The natural gas should:

  • Be free of particulate solids and liquid water to prevent erosion, corrosion or other damage to the pipeline.
  • Be dehydrated of water vapor sufficiently to prevent the formation of methane hydrates within the gas processing plant or subsequently within the sales gas transmission pipeline. A typical water content specification in the U.S. is that gas must contain no more than seven pounds of water per millionstandard cubic feet of gas.[11][12] In the UK this is defined as <-10 °C @ 85barg for entry into the NTS.[9]
  • Contain no more than trace amounts of components such as hydrogen sulfide, carbon dioxide, mercaptans, and nitrogen. The most common specification for hydrogen sulfide content is 0.25grain H2S per 100 cubic feet of gas, or approximately 4 ppm. Specifications for CO2 typically limit the content to no more than two or three percent.
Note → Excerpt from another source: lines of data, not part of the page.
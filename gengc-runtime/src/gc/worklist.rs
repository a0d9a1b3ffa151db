use std::alloc::{alloc, dealloc, Layout};
use std::mem::size_of;
use std::ptr::{self, NonNull};

use crate::gc::Address;
use crate::mem::ptr_width_usize;

const SEGMENT_SIZE: usize = 1024;
pub const SEGMENT_ENTRY_CAPACITY: usize =
    (SEGMENT_SIZE - size_of::<SegmentHeader>()) / ptr_width_usize();

/// Singly linked list of segments. Used for gray objects during marking and
/// for the remembered-set buffers flushed by mutators.
pub struct Worklist {
    head: *mut SegmentHeader,
    tail: *mut SegmentHeader,
    segments: usize,
}

impl Worklist {
    pub fn new() -> Worklist {
        Worklist {
            head: ptr::null_mut(),
            tail: ptr::null_mut(),
            segments: 0,
        }
    }

    pub fn is_empty(&self) -> bool {
        self.head.is_null()
    }

    pub fn segments(&self) -> usize {
        self.segments
    }

    pub fn append(&mut self, other: &mut Worklist) {
        if other.head.is_null() {
            return;
        }

        if self.head.is_null() {
            self.head = other.head;
        } else {
            self.tail_mut().next = other.head;
        }

        self.tail = other.tail;
        self.segments += other.segments;

        other.head = ptr::null_mut();
        other.tail = ptr::null_mut();
        other.segments = 0;
    }

    pub fn push_segment(&mut self, segment: WorklistSegment) {
        let ptr = segment.ptr.as_ptr();
        std::mem::forget(segment);

        if self.head.is_null() {
            self.head = ptr;
            self.tail = ptr;
        } else {
            self.tail_mut().next = ptr;
            self.tail = ptr;
        }

        self.segments += 1;
        debug_assert!(self.tail().next.is_null());
    }

    pub fn pop_segment(&mut self) -> Option<WorklistSegment> {
        if self.head.is_null() {
            None
        } else {
            let result = self.head;
            let new_head = self.head().next;

            self.head = new_head;
            if new_head.is_null() {
                self.tail = ptr::null_mut();
            }

            self.segments -= 1;

            unsafe {
                (*result).next = ptr::null_mut();
            }

            Some(WorklistSegment {
                ptr: unsafe { NonNull::new_unchecked(result) },
            })
        }
    }

    pub fn clear(&mut self) {
        let mut seg = self.head;
        let layout = layout_segment();

        while !seg.is_null() {
            unsafe {
                let next_seg = (*seg).next;
                dealloc(seg as *mut u8, layout);
                seg = next_seg;
            }
        }

        self.head = ptr::null_mut();
        self.tail = ptr::null_mut();
        self.segments = 0;
    }

    fn head(&self) -> &SegmentHeader {
        unsafe { &*self.head }
    }

    fn tail(&self) -> &SegmentHeader {
        unsafe { &*self.tail }
    }

    fn tail_mut(&mut self) -> &mut SegmentHeader {
        unsafe { &mut *self.tail }
    }
}

impl Default for Worklist {
    fn default() -> Worklist {
        Worklist::new()
    }
}

impl Drop for Worklist {
    fn drop(&mut self) {
        self.clear();
    }
}

unsafe impl Sync for Worklist {}
unsafe impl Send for Worklist {}

pub struct WorklistSegment {
    ptr: NonNull<SegmentHeader>,
}

impl WorklistSegment {
    pub fn new() -> WorklistSegment {
        WorklistSegment {
            ptr: alloc_segment(),
        }
    }

    pub fn push(&mut self, address: Address) -> bool {
        unsafe { self.ptr.as_mut().push(address) }
    }

    pub fn pop(&mut self) -> Option<Address> {
        unsafe { self.ptr.as_mut().pop() }
    }

    pub fn len(&self) -> usize {
        unsafe { self.ptr.as_ref().len }
    }

    pub fn is_empty(&self) -> bool {
        self.len() == 0
    }

    pub fn is_full(&self) -> bool {
        self.len() == SEGMENT_ENTRY_CAPACITY
    }
}

impl Default for WorklistSegment {
    fn default() -> WorklistSegment {
        WorklistSegment::new()
    }
}

impl Drop for WorklistSegment {
    fn drop(&mut self) {
        unsafe {
            dealloc(self.ptr.as_ptr() as *mut u8, layout_segment());
        }
    }
}

unsafe impl Send for WorklistSegment {}

/// Stack of gray objects for a single marker: one active segment plus the
/// overflow list of full segments.
pub struct GrayStack {
    current: WorklistSegment,
    full: Worklist,
}

impl GrayStack {
    pub fn new() -> GrayStack {
        GrayStack {
            current: WorklistSegment::new(),
            full: Worklist::new(),
        }
    }

    pub fn push(&mut self, address: Address) {
        if !self.current.push(address) {
            let full = std::mem::replace(&mut self.current, WorklistSegment::new());
            self.full.push_segment(full);
            let pushed = self.current.push(address);
            debug_assert!(pushed);
        }
    }

    pub fn pop(&mut self) -> Option<Address> {
        if let Some(address) = self.current.pop() {
            return Some(address);
        }

        let segment = self.full.pop_segment()?;
        self.current = segment;
        self.current.pop()
    }

    pub fn is_empty(&self) -> bool {
        self.current.is_empty() && self.full.is_empty()
    }
}

impl Default for GrayStack {
    fn default() -> GrayStack {
        GrayStack::new()
    }
}

#[repr(C)]
struct SegmentHeader {
    next: *mut SegmentHeader,
    len: usize,
}

impl SegmentHeader {
    fn push(&mut self, address: Address) -> bool {
        let old_len = self.len;
        if old_len < SEGMENT_ENTRY_CAPACITY {
            unsafe {
                ptr::write(self.data_raw_mut().add(old_len), address);
            }
            self.len = old_len + 1;
            true
        } else {
            false
        }
    }

    fn pop(&mut self) -> Option<Address> {
        let len = self.len;
        if len > 0 {
            self.len = len - 1;
            let value = unsafe { ptr::read(self.data_raw_mut().add(len - 1)) };
            Some(value)
        } else {
            None
        }
    }

    fn data_raw_mut(&mut self) -> *mut Address {
        unsafe { (self as *mut _ as *mut u8).add(size_of::<SegmentHeader>()) as *mut _ }
    }
}

fn alloc_segment() -> NonNull<SegmentHeader> {
    unsafe {
        let header = alloc(layout_segment()) as *mut SegmentHeader;

        if header.is_null() {
            std::alloc::handle_alloc_error(layout_segment());
        }

        (*header).next = ptr::null_mut();
        (*header).len = 0;

        NonNull::new_unchecked(header)
    }
}

fn layout_segment() -> Layout {
    // SEGMENT_SIZE is a non-zero multiple of the word size
    unsafe { Layout::from_size_align_unchecked(SEGMENT_SIZE, ptr_width_usize()) }
}

#[cfg(test)]
mod tests {
    use crate::gc::Address;

    use super::{GrayStack, Worklist, WorklistSegment, SEGMENT_ENTRY_CAPACITY};

    #[test]
    fn segments_in_worklist() {
        let mut worklist = Worklist::new();
        const SEGMENTS: usize = 10;

        for size in 0..SEGMENTS {
            let mut seg = WorklistSegment::new();
            for _ in 0..size {
                seg.push(Address::null());
            }
            assert_eq!(seg.len(), size);
            worklist.push_segment(seg);
        }

        assert_eq!(worklist.segments(), SEGMENTS);
        let mut popped = 0;

        while let Some(seg) = worklist.pop_segment() {
            assert_eq!(seg.len(), popped);
            popped += 1;
        }

        assert_eq!(popped, SEGMENTS);
        assert!(worklist.is_empty());
    }

    #[test]
    fn push_into_segment() {
        let mut seg = WorklistSegment::new();
        for idx in 0..SEGMENT_ENTRY_CAPACITY {
            assert_eq!(seg.len(), idx);
            assert!(seg.push(Address::null()));
        }
        assert!(seg.is_full());
        assert!(!seg.push(Address::null()));
    }

    #[test]
    fn pop_from_segment() {
        let mut seg = WorklistSegment::new();
        assert!(seg.push(1.into()));
        assert!(seg.push(2.into()));
        assert_eq!(seg.pop().expect("missing").to_usize(), 2);
        assert_eq!(seg.pop().expect("missing").to_usize(), 1);
        assert!(seg.pop().is_none());
    }

    #[test]
    fn append_and_clear() {
        let mut first = Worklist::new();
        let mut second = Worklist::new();
        first.push_segment(WorklistSegment::new());
        second.push_segment(WorklistSegment::new());
        second.push_segment(WorklistSegment::new());

        first.append(&mut second);
        assert_eq!(3, first.segments());
        assert!(second.is_empty());

        first.clear();
        assert!(first.is_empty());
    }

    #[test]
    fn gray_stack_overflows_into_segments() {
        let mut stack = GrayStack::new();
        let count = 3 * SEGMENT_ENTRY_CAPACITY + 5;

        for value in 1..=count {
            stack.push(value.into());
        }

        let mut sum = 0;
        let mut popped = 0;
        while let Some(address) = stack.pop() {
            sum += address.to_usize();
            popped += 1;
        }

        assert_eq!(count, popped);
        assert_eq!(count * (count + 1) / 2, sum);
        assert!(stack.is_empty());
    }
}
In the UK hydrogen sulfide is specified ≤5 mg/m3 and total sulfur as ≤50 mg/m3, carbon dioxide as ≤2.0% (molar), and nitrogen as ≤5.0% (molar) for entry into the NTS.[9]
  • Maintain mercury at less than detectable limits (approximately 0.001ppb by volume) primarily to avoid damaging equipment in the gas processing plant or the pipeline transmission system from mercury amalgamation and embrittlement of aluminum and other metals.[7][13][14]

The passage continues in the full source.